Le mépris des internes en médecine générale porte un nom : ARS Ile de France
— DrMartyUFML-S (@Drmartyufml) October 21, 2019
La décision de relancer la procédure de choix pour masquer les responsabilités des politiques dont l’ARS est le relai est une honte
Les internes, avenir de la médecine ne sont ni ses pions ni ses valets https://t.co/QeKNCDHm9O
Buzyn « extrêmement en colère »
Avant que la procédure de choix de postes soit cassée et relancée, Agnès Buzyn au micro de « Public Sénat » s'était dite « assez agacée » face à cette « erreur » des enseignants en médecine générale qui « ont mis trop de postes d'internes dans le centre de Paris et pas assez dans la couronne ».

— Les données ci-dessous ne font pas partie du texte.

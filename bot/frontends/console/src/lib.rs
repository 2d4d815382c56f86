use std::io::{self, BufRead};
use std::thread;
use std::time::Duration;

use clap::{Arg, ArgMatches, Command};
use log::{debug, error, warn};

use chatpad_common::{compose, GridOptions, Lockstep};
use chatpad_core::compile_command;
use chatpad_host::{event_queue, Chat, Emulator, Frame, FrameEvent, HostError};

/// Marker character a chat line must start with to be treated as a
/// command.  It doubles as the input separator, so `,u,r,a4` reads as
/// one string.
pub const COMMAND_PREFIX: char = ',';

pub const HELP_MESSAGE: &str = "\
Start your command with ',' and separate each input with ',':
    Example: ,u,r,a - move up, press right, press A
Use numbers to hold a button longer; A and B spam presses instead of holding:
    Example: ,u4,r3,a6 - move up 4, right 3, spam A 6 times
Buttons: (u)p | (d)own | (l)eft | (r)ight | (a) | (b) | (s)elect | (p)ause";

/// What a single chat line asks the bot to do.
#[derive(Clone, Debug, PartialEq, Eq)]
pub enum Request {
    /// A validated input command, ready to replay.
    Timeline(Vec<FrameEvent>),
    /// Idle the games for a number of frames; `None` when the frame
    /// count was missing or unreadable.
    Wait(Option<usize>),
    Help,
    /// Not a recognized command; ignored without any emulator action.
    Rejected,
}

/// Route one prefixed chat line to a request.  Named commands win over
/// the input mini-language; everything else goes through the command
/// compiler, and anything it rejects is dropped whole.
pub fn dispatch(line: &str) -> Request {
    let Some(body) = line.strip_prefix(COMMAND_PREFIX) else {
        return Request::Rejected;
    };
    let mut words = body.split_whitespace();
    match words.next() {
        Some("wait") => Request::Wait(words.next().and_then(|arg| arg.parse().ok())),
        Some("inputs") | Some("help") => Request::Help,
        _ => match compile_command(line) {
            Ok(timeline) => Request::Timeline(timeline),
            Err(err) => {
                debug!("console: rejected command {:?}: {}", line, err);
                Request::Rejected
            },
        },
    }
}

#[derive(Default)]
pub struct ConsoleFrontend;

impl Chat for ConsoleFrontend {
    type Error = io::Error;

    fn reply_text(&mut self, text: &str) -> Result<(), HostError<Self::Error>> {
        println!("{}", text);
        Ok(())
    }

    fn reply_image(&mut self, image: &Frame) -> Result<(), HostError<Self::Error>> {
        // the console can't display images; report what would be sent
        println!(
            "console: image replies are not supported from the console; composed a {}x{} grid",
            image.width, image.height
        );
        Ok(())
    }
}

impl ConsoleFrontend {
    pub fn args(application_name: &'static str) -> Command {
        Command::new(application_name)
            .arg(
                Arg::new("log-level")
                    .short('l')
                    .long("log-level")
                    .help("Set the type of log messages to print"),
            )
            .arg(
                Arg::new("scale")
                    .short('s')
                    .long("scale")
                    .help("Scale the composed screenshot grid"),
            )
    }

    pub fn start<E: Emulator>(mut self, matches: ArgMatches, mut driver: Lockstep<E>) {
        let log_level = match matches.get_one("log-level").map(|s: &String| s.as_str()) {
            Some("trace") => log::Level::Trace,
            Some("debug") => log::Level::Debug,
            Some("info") => log::Level::Info,
            Some("warn") => log::Level::Warn,
            Some("error") => log::Level::Error,
            _ => log::Level::Info,
        };

        // Start the logger
        simple_logger::SimpleLogger::new()
            .with_level(log_level.to_level_filter())
            .without_timestamps()
            .init()
            .unwrap();

        let grid = GridOptions {
            scale: matches
                .get_one("scale")
                .and_then(|s: &String| s.parse().ok())
                .unwrap_or(2),
            ..Default::default()
        };

        // pick up wherever the games last left off
        if let Err(err) = driver.load_all() {
            warn!("console: couldn't restore saved state: {}", err);
        }

        // Stand-in for the chat platform connection: a thread that feeds
        // incoming lines to the driver loop, `None` marking the end.
        let (sender, receiver) = event_queue();
        let reader = thread::spawn(move || {
            for line in io::stdin().lock().lines() {
                match line {
                    Ok(line) => sender.send(Some(line)),
                    Err(_) => break,
                }
            }
            sender.send(None);
        });

        // Run the main loop
        'main: loop {
            while let Some(event) = receiver.receive() {
                let Some(line) = event else {
                    break 'main;
                };
                let line = line.trim();
                if !line.starts_with(COMMAND_PREFIX) {
                    continue;
                }

                if let Err(err) = self.handle_line(line, &mut driver, &grid) {
                    error!("console: emulator error, stopping: {}", err);
                    break 'main;
                }
            }
            thread::sleep(Duration::from_millis(10));
        }
        let _ = reader.join();
    }

    fn handle_line<E: Emulator>(
        &mut self,
        line: &str,
        driver: &mut Lockstep<E>,
        grid: &GridOptions,
    ) -> Result<(), E::Error> {
        match dispatch(line) {
            Request::Help => {
                self.reply_or_log(HELP_MESSAGE);
            },
            Request::Wait(None) => {
                self.reply_or_log("you must specify a number of frames to wait (60 frames per second)");
            },
            Request::Wait(Some(frames)) => {
                let ran = driver.wait(frames)?;
                debug!("console: waited {} frames", ran);
                self.finish_command(driver, grid);
            },
            Request::Timeline(timeline) => {
                driver.run_timeline(&timeline)?;
                driver.settle()?;
                self.finish_command(driver, grid);
            },
            Request::Rejected => {},
        }
        Ok(())
    }

    /// Persist the instances and send the composed grid back to chat.
    fn finish_command<E: Emulator>(&mut self, driver: &mut Lockstep<E>, grid: &GridOptions) {
        if let Err(err) = driver.save_all() {
            warn!("console: couldn't save state: {}", err);
        }
        let image = compose(&driver.screens(grid.encoding), grid);
        if let Err(err) = self.reply_image(&image) {
            warn!("console: couldn't send reply: {}", err);
        }
    }

    fn reply_or_log(&mut self, text: &str) {
        if let Err(err) = self.reply_text(text) {
            warn!("console: couldn't send reply: {}", err);
        }
    }
}

#[cfg(test)]
mod tests {
    use super::*;

    #[test]
    fn named_commands_win_over_the_mini_language() {
        assert_eq!(dispatch(",wait 120"), Request::Wait(Some(120)));
        assert_eq!(dispatch(",wait"), Request::Wait(None));
        assert_eq!(dispatch(",wait lots"), Request::Wait(None));
        assert_eq!(dispatch(",inputs"), Request::Help);
        assert_eq!(dispatch(",help"), Request::Help);
    }

    #[test]
    fn input_strings_compile_to_timelines() {
        match dispatch(",u,r,a4") {
            Request::Timeline(timeline) => assert!(!timeline.is_empty()),
            other => panic!("expected a timeline, got {:?}", other),
        }
    }

    #[test]
    fn bad_commands_are_rejected_whole() {
        assert_eq!(dispatch(",u,z,a"), Request::Rejected);
        assert_eq!(dispatch(",uX"), Request::Rejected);
    }

    #[test]
    fn prefix_alone_is_an_empty_timeline() {
        assert_eq!(dispatch(","), Request::Timeline(vec![]));
    }
}
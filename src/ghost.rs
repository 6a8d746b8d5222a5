use crate::components::{Dir, Pos};
use crate::level::Grid;
use log::trace;
use rand::seq::SliceRandom;
use rand::Rng;

/// One random-walk step: shuffle the four directions and take the first one
/// that isn't blocked. A ghost boxed in on all sides stays put.
pub fn ghost_step(grid: &Grid, pos: Pos, rng: &mut impl Rng) -> Pos {
    let mut dirs = Dir::ALL;
    dirs.shuffle(rng);
    let next = dirs
        .iter()
        .filter_map(|&dir| grid.neighbor(pos, dir))
        .find(|&next| !grid.is_wall(next))
        .unwrap_or(pos);
    trace!("ghost ({}, {}) -> ({}, {})", pos.x, pos.y, next.x, next.y);
    next
}
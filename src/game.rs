use crate::components::{Dir, Pos, Tile};
use crate::ghost::ghost_step;
use crate::level::{Grid, LevelData};
use crate::player::{consume_pellet, player_step};
use rand::Rng;

pub struct Game {
    pub grid: Grid,
    pub player: Pos,
    pub ghosts: Vec<Pos>,
    pub score: u32,
    pub pellets_left: usize,
    pub dir: Option<Dir>,
}

impl Game {
    pub fn new(level: LevelData) -> Self {
        let pellets_left = level.grid.count(Tile::Pellet);
        Self {
            grid: level.grid,
            player: level.player_start,
            ghosts: level.ghost_starts,
            score: 0,
            pellets_left,
            dir: None,
        }
    }

    /// The last direction pressed sticks until another one replaces it.
    pub fn apply_input(&mut self, dir: Dir) {
        self.dir = Some(dir);
    }

    /// False only when the intent points into a wall. Standing still with no
    /// intent counts as an allowed step onto the player's own cell.
    fn move_player(&mut self) -> bool {
        match self.dir {
            Some(dir) if !self.grid.can_move(self.player, dir) => false,
            _ => {
                self.player = player_step(&self.grid, self.player, self.dir);
                true
            }
        }
    }

    fn consume_tile(&mut self) {
        if consume_pellet(&mut self.grid, self.player) {
            self.score += 1;
            self.pellets_left = self.pellets_left.saturating_sub(1);
        }
    }

    fn update_ghosts(&mut self, rng: &mut impl Rng) {
        for ghost in self.ghosts.iter_mut() {
            *ghost = ghost_step(&self.grid, *ghost, rng);
        }
    }

    /// Player first, then every ghost. Collisions are checked separately so
    /// the caller can draw the frame before ending the session.
    pub fn tick(&mut self, rng: &mut impl Rng) {
        if self.move_player() {
            self.consume_tile();
        }
        self.update_ghosts(rng);
    }

    pub fn is_caught(&self) -> bool {
        self.ghosts.iter().any(|g| *g == self.player)
    }
}

#[cfg(test)]
mod tests {
    use super::*;
    use crate::level::{create_level, GenerationReport};
    use rand::rngs::StdRng;
    use rand::SeedableRng;

    fn open_level(width: usize, height: usize, ghosts: Vec<Pos>) -> LevelData {
        LevelData {
            grid: Grid::bordered(width, height),
            player_start: Pos::new(1, 1),
            ghost_starts: ghosts,
            report: GenerationReport::default(),
        }
    }

    #[test]
    fn idle_first_tick_eats_spawn_pellet() {
        let mut game = Game::new(open_level(5, 5, vec![]));
        let mut rng = StdRng::seed_from_u64(0);
        assert_eq!(game.pellets_left, 9);

        game.tick(&mut rng);
        assert_eq!(game.player, Pos::new(1, 1));
        assert_eq!(game.score, 1);
        assert_eq!(game.grid.tile(Pos::new(1, 1)), Tile::Empty);

        game.apply_input(Dir::Right);
        game.tick(&mut rng);
        assert_eq!(game.player, Pos::new(2, 1));
        assert_eq!(game.score, 2);

        game.apply_input(Dir::Left);
        game.tick(&mut rng);
        assert_eq!(game.score, 2);
        assert_eq!(game.pellets_left, 7);
    }

    #[test]
    fn blocked_first_step_leaves_spawn_pellet() {
        let mut game = Game::new(open_level(5, 5, vec![]));
        let mut rng = StdRng::seed_from_u64(0);
        game.apply_input(Dir::Up);
        game.tick(&mut rng);
        assert_eq!(game.player, Pos::new(1, 1));
        assert_eq!(game.score, 0);
        assert_eq!(game.grid.tile(Pos::new(1, 1)), Tile::Pellet);
    }

    #[test]
    fn direction_persists_against_a_wall() {
        let mut game = Game::new(open_level(5, 5, vec![]));
        let mut rng = StdRng::seed_from_u64(0);
        game.apply_input(Dir::Down);
        for _ in 0..5 {
            game.tick(&mut rng);
        }
        assert_eq!(game.player, Pos::new(1, 3));
        assert_eq!(game.dir, Some(Dir::Down));
        assert_eq!(game.score, 2);
    }

    #[test]
    fn ghost_on_player_is_caught() {
        let mut game = Game::new(open_level(5, 5, vec![Pos::new(3, 3)]));
        assert!(!game.is_caught());
        game.ghosts[0] = game.player;
        assert!(game.is_caught());
    }

    #[test]
    fn boxed_in_ghost_catches_player_who_walks_in() {
        // Ghost at (3, 1) can only move to (2, 1); the player walks right into it.
        let mut level = open_level(5, 5, vec![Pos::new(3, 1)]);
        level.grid.set(Pos::new(3, 2), Tile::Wall);
        level.grid.set(Pos::new(1, 2), Tile::Wall);
        let mut game = Game::new(level);
        let mut rng = StdRng::seed_from_u64(8);
        game.apply_input(Dir::Right);
        game.tick(&mut rng);
        assert_eq!(game.player, Pos::new(2, 1));
        assert_eq!(game.ghosts[0], Pos::new(2, 1));
        assert!(game.is_caught());
    }

    #[test]
    fn swapping_cells_is_not_a_catch() {
        // Ghost at (2, 1) can only step to (1, 1) while the player steps to (2, 1).
        let mut level = open_level(5, 5, vec![Pos::new(2, 1)]);
        level.grid.set(Pos::new(2, 2), Tile::Wall);
        level.grid.set(Pos::new(3, 1), Tile::Wall);
        let mut game = Game::new(level);
        let mut rng = StdRng::seed_from_u64(4);
        game.apply_input(Dir::Right);
        game.tick(&mut rng);
        assert_eq!(game.player, Pos::new(2, 1));
        assert_eq!(game.ghosts[0], Pos::new(1, 1));
        assert!(!game.is_caught());
    }

    #[test]
    fn ghosts_never_enter_walls() {
        let mut rng = StdRng::seed_from_u64(31);
        let mut game = Game::new(create_level(&mut rng, 20, 20));
        for _ in 0..300 {
            game.tick(&mut rng);
            for ghost in &game.ghosts {
                assert!(!game.grid.is_wall(*ghost));
            }
        }
    }
}
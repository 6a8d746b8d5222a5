use crate::components::{Dir, Pos, Tile};
use crate::level::Grid;
use crossterm::event::KeyCode;

/// Arrow keys plus vi-style h/j/k/l.
pub fn dir_for_key(code: KeyCode) -> Option<Dir> {
    match code {
        KeyCode::Up | KeyCode::Char('k') => Some(Dir::Up),
        KeyCode::Down | KeyCode::Char('j') => Some(Dir::Down),
        KeyCode::Left | KeyCode::Char('h') => Some(Dir::Left),
        KeyCode::Right | KeyCode::Char('l') => Some(Dir::Right),
        _ => None,
    }
}

/// Where the player ends up after trying to move one cell in `dir`.
pub fn player_step(grid: &Grid, pos: Pos, dir: Option<Dir>) -> Pos {
    match dir {
        Some(dir) if grid.can_move(pos, dir) => grid.neighbor(pos, dir).unwrap_or(pos),
        _ => pos,
    }
}

/// Eats the pellet at `pos`, if any.
pub fn consume_pellet(grid: &mut Grid, pos: Pos) -> bool {
    if grid.tile(pos) == Tile::Pellet {
        grid.set(pos, Tile::Empty);
        true
    } else {
        false
    }
}
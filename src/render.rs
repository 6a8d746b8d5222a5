use crate::components::{Pos, Tile};
use crate::game::Game;
use crossterm::cursor::MoveTo;
use crossterm::event::{self, Event, KeyCode, KeyEventKind};
use crossterm::style::{Color, Print, ResetColor, SetForegroundColor};
use crossterm::terminal::{self, Clear, ClearType};
use crossterm::QueueableCommand;
use std::io::{self, Stdout, Write};
use std::time::Duration;
use unicode_width::UnicodeWidthStr;

const CELL_W: usize = 2;
const GHOST_COLORS: [Color; 3] = [Color::Red, Color::Magenta, Color::Cyan];

#[derive(Debug, Clone, Copy, PartialEq)]
enum Glyph {
    Player,
    Ghost,
    Wall,
    Pellet,
    Empty,
}

#[derive(Debug, Clone, Copy, PartialEq)]
struct Cell {
    glyph: Glyph,
    color: Color,
}

/// Remembers what is on screen so only changed cells get redrawn. `None`
/// entries are unknown and always repainted.
pub struct Renderer {
    drawn: Vec<Option<Cell>>,
    hud: Option<String>,
    origin: Option<(u16, u16)>,
}

impl Renderer {
    pub fn new(width: usize, height: usize) -> Self {
        Self {
            drawn: vec![None; width * height],
            hud: None,
            origin: None,
        }
    }

    fn invalidate(&mut self) {
        self.drawn.fill(None);
        self.hud = None;
    }
}

/// Where the board sits in the terminal, HUD above and footer below.
enum Layout {
    Fits { x: u16, y: u16 },
    TooSmall { need: (u16, u16), have: (u16, u16) },
}

fn layout(game: &Game, term: (u16, u16)) -> Layout {
    let need = (
        (game.grid.width() * CELL_W) as u16,
        (game.grid.height() + 2) as u16,
    );
    if term.0 < need.0 || term.1 < need.1 {
        Layout::TooSmall { need, have: term }
    } else {
        Layout::Fits {
            x: (term.0 - need.0) / 2,
            y: (term.1 - need.1) / 2 + 1,
        }
    }
}

/// Redraws whatever changed since the previous frame.
pub fn render(stdout: &mut Stdout, game: &Game, renderer: &mut Renderer) -> io::Result<()> {
    let (x0, y0) = match layout(game, terminal::size()?) {
        Layout::Fits { x, y } => (x, y),
        Layout::TooSmall { need, have } => {
            stdout.queue(Clear(ClearType::All))?;
            stdout.queue(MoveTo(0, 0))?;
            stdout.queue(Print(format!(
                "Terminal too small. Need at least {}x{} (cols x rows). Current: {}x{}.",
                need.0, need.1, have.0, have.1
            )))?;
            stdout.flush()?;
            renderer.origin = None;
            return Ok(());
        }
    };

    if renderer.origin != Some((x0, y0)) {
        renderer.origin = Some((x0, y0));
        renderer.invalidate();
        stdout.queue(Clear(ClearType::All))?;
    }

    let hud = hud_line(game);
    if renderer.hud.as_deref() != Some(hud.as_str()) {
        stdout.queue(MoveTo(x0, y0 - 1))?;
        stdout.queue(Clear(ClearType::CurrentLine))?;
        stdout.queue(SetForegroundColor(Color::White))?;
        stdout.queue(Print(&hud))?;
        stdout.queue(ResetColor)?;
        renderer.hud = Some(hud);
    }

    let width = game.grid.width();
    for y in 0..game.grid.height() {
        for x in 0..width {
            let cell = cell_for(game, Pos { x, y });
            let slot = &mut renderer.drawn[y * width + x];
            if *slot != Some(cell) {
                *slot = Some(cell);
                let col = x0 + (x * CELL_W) as u16;
                draw_cell(stdout, col, y0 + y as u16, cell)?;
            }
        }
    }

    stdout.flush()
}

fn hud_line(game: &Game) -> String {
    format!(
        "Score: {}  Pellets: {}  (q to quit)",
        game.score, game.pellets_left
    )
}

/// Actors are drawn over the tile underneath; the player wins over ghosts.
fn cell_for(game: &Game, pos: Pos) -> Cell {
    if pos == game.player {
        return Cell {
            glyph: Glyph::Player,
            color: Color::Yellow,
        };
    }
    if let Some(idx) = game.ghosts.iter().position(|g| *g == pos) {
        return Cell {
            glyph: Glyph::Ghost,
            color: GHOST_COLORS[idx % GHOST_COLORS.len()],
        };
    }
    match game.grid.tile(pos) {
        Tile::Wall => Cell {
            glyph: Glyph::Wall,
            color: Color::Blue,
        },
        Tile::Pellet => Cell {
            glyph: Glyph::Pellet,
            color: Color::White,
        },
        Tile::Empty => Cell {
            glyph: Glyph::Empty,
            color: Color::Reset,
        },
    }
}

fn draw_cell(stdout: &mut Stdout, col: u16, row: u16, cell: Cell) -> io::Result<()> {
    let text = match cell.glyph {
        Glyph::Player | Glyph::Ghost => "●",
        Glyph::Wall => "██",
        Glyph::Pellet => "·",
        Glyph::Empty => "",
    };
    let pad = CELL_W.saturating_sub(UnicodeWidthStr::width(text));
    stdout.queue(MoveTo(col, row))?;
    stdout.queue(SetForegroundColor(cell.color))?;
    stdout.queue(Print(format!("{text}{}", " ".repeat(pad))))?;
    stdout.queue(ResetColor)?;
    Ok(())
}

/// Shows the final score under the board and waits for `q` or `Esc`.
pub fn render_game_over(stdout: &mut Stdout, game: &Game) -> io::Result<()> {
    let banner_at = match layout(game, terminal::size()?) {
        Layout::Fits { x, y } => MoveTo(x, y + game.grid.height() as u16),
        Layout::TooSmall { .. } => MoveTo(0, 1),
    };
    stdout.queue(banner_at)?;
    stdout.queue(SetForegroundColor(Color::Red))?;
    stdout.queue(Print(format!(
        "GAME OVER - Final Score: {} (press q to quit)",
        game.score
    )))?;
    stdout.queue(ResetColor)?;
    stdout.flush()?;

    loop {
        if !event::poll(Duration::from_millis(50))? {
            continue;
        }
        if let Event::Key(key) = event::read()? {
            if key.kind == KeyEventKind::Press
                && matches!(key.code, KeyCode::Char('q') | KeyCode::Esc)
            {
                return Ok(());
            }
        }
    }
}

#[cfg(test)]
mod tests {
    use super::*;
    use crate::level::{Grid, GenerationReport, LevelData};

    fn game() -> Game {
        let mut grid = Grid::bordered(6, 6);
        grid.set(Pos::new(3, 3), Tile::Empty);
        Game::new(LevelData {
            grid,
            player_start: Pos::new(1, 1),
            ghost_starts: vec![Pos::new(4, 4), Pos::new(1, 4), Pos::new(4, 1)],
            report: GenerationReport::default(),
        })
    }

    #[test]
    fn tiles_pick_their_glyphs() {
        let game = game();
        assert_eq!(cell_for(&game, Pos::new(0, 0)).glyph, Glyph::Wall);
        assert_eq!(cell_for(&game, Pos::new(2, 2)).glyph, Glyph::Pellet);
        assert_eq!(cell_for(&game, Pos::new(3, 3)).glyph, Glyph::Empty);
    }

    #[test]
    fn actors_are_drawn_over_tiles() {
        let mut game = game();
        assert_eq!(cell_for(&game, Pos::new(1, 1)).color, Color::Yellow);
        assert_eq!(cell_for(&game, Pos::new(4, 4)).color, Color::Red);
        assert_eq!(cell_for(&game, Pos::new(1, 4)).color, Color::Magenta);
        assert_eq!(cell_for(&game, Pos::new(4, 1)).color, Color::Cyan);

        game.ghosts[0] = game.player;
        assert_eq!(cell_for(&game, Pos::new(1, 1)).glyph, Glyph::Player);
    }

    #[test]
    fn board_is_centred_below_the_hud() {
        // 6x6 board needs 12 columns and 8 rows.
        match layout(&game(), (40, 20)) {
            Layout::Fits { x, y } => assert_eq!((x, y), (14, 7)),
            Layout::TooSmall { .. } => panic!("40x20 should fit"),
        }
        match layout(&game(), (12, 8)) {
            Layout::Fits { x, y } => assert_eq!((x, y), (0, 1)),
            Layout::TooSmall { .. } => panic!("exact size should fit"),
        }
    }

    #[test]
    fn small_terminal_reports_needed_size() {
        match layout(&game(), (11, 30)) {
            Layout::TooSmall { need, have } => {
                assert_eq!(need, (12, 8));
                assert_eq!(have, (11, 30));
            }
            Layout::Fits { .. } => panic!("11 columns cannot hold the board"),
        }
    }

    #[test]
    fn invalidate_forgets_everything_drawn() {
        let mut renderer = Renderer::new(2, 2);
        renderer.drawn[0] = Some(Cell {
            glyph: Glyph::Wall,
            color: Color::Blue,
        });
        renderer.hud = Some("Score: 0".to_string());
        renderer.invalidate();
        assert!(renderer.drawn.iter().all(Option::is_none));
        assert_eq!(renderer.hud, None);
    }

    #[test]
    fn hud_reports_score_and_pellets() {
        let mut game = game();
        game.score = 7;
        assert_eq!(hud_line(&game), "Score: 7  Pellets: 15  (q to quit)");
    }
}
use std::path::PathBuf;

const DEFAULT_TICK_MS: u64 = 100;
const DEFAULT_RENDER_FPS: u64 = 60;

#[derive(Debug, Clone, PartialEq, Eq)]
pub struct Settings {
    pub tick_ms: u64,
    pub render_fps: u64,
    pub seed: Option<u64>,
    pub log_file: Option<PathBuf>,
}

pub fn read_settings() -> Settings {
    settings_from(|key| std::env::var(key).ok())
}

/// Unparseable or zero speeds fall back to the defaults.
pub fn settings_from(lookup: impl Fn(&str) -> Option<String>) -> Settings {
    let positive = |key: &str, default: u64| {
        lookup(key)
            .and_then(|v| v.trim().parse::<u64>().ok())
            .filter(|v| *v > 0)
            .unwrap_or(default)
    };
    Settings {
        tick_ms: positive("PACMAN_TICK_MS", DEFAULT_TICK_MS),
        render_fps: positive("PACMAN_FPS", DEFAULT_RENDER_FPS),
        seed: lookup("PACMAN_SEED").and_then(|v| v.trim().parse::<u64>().ok()),
        log_file: lookup("PACMAN_LOG")
            .filter(|v| !v.is_empty())
            .map(PathBuf::from),
    }
}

Dans un premier temps, l'ARS avait fait le choix d'offrir une prime de... 500 euros par mois aux internes qui acceptaient de se réorienter vers la grande couronne plutôt qu'à Paris intra-muros. Une hypothèse coûteuse qui a mis la ministre de la Santé « extrêmement en colère ». « Il y a des responsables et je demanderai des explications parce que franchement, nous mettre dans l'embarras alors que les urgences sont tellement en difficulté et que la pédiatrie manque de professionnels, ça tombe particulièrement mal », s'est exaspérée la locataire de Ségur.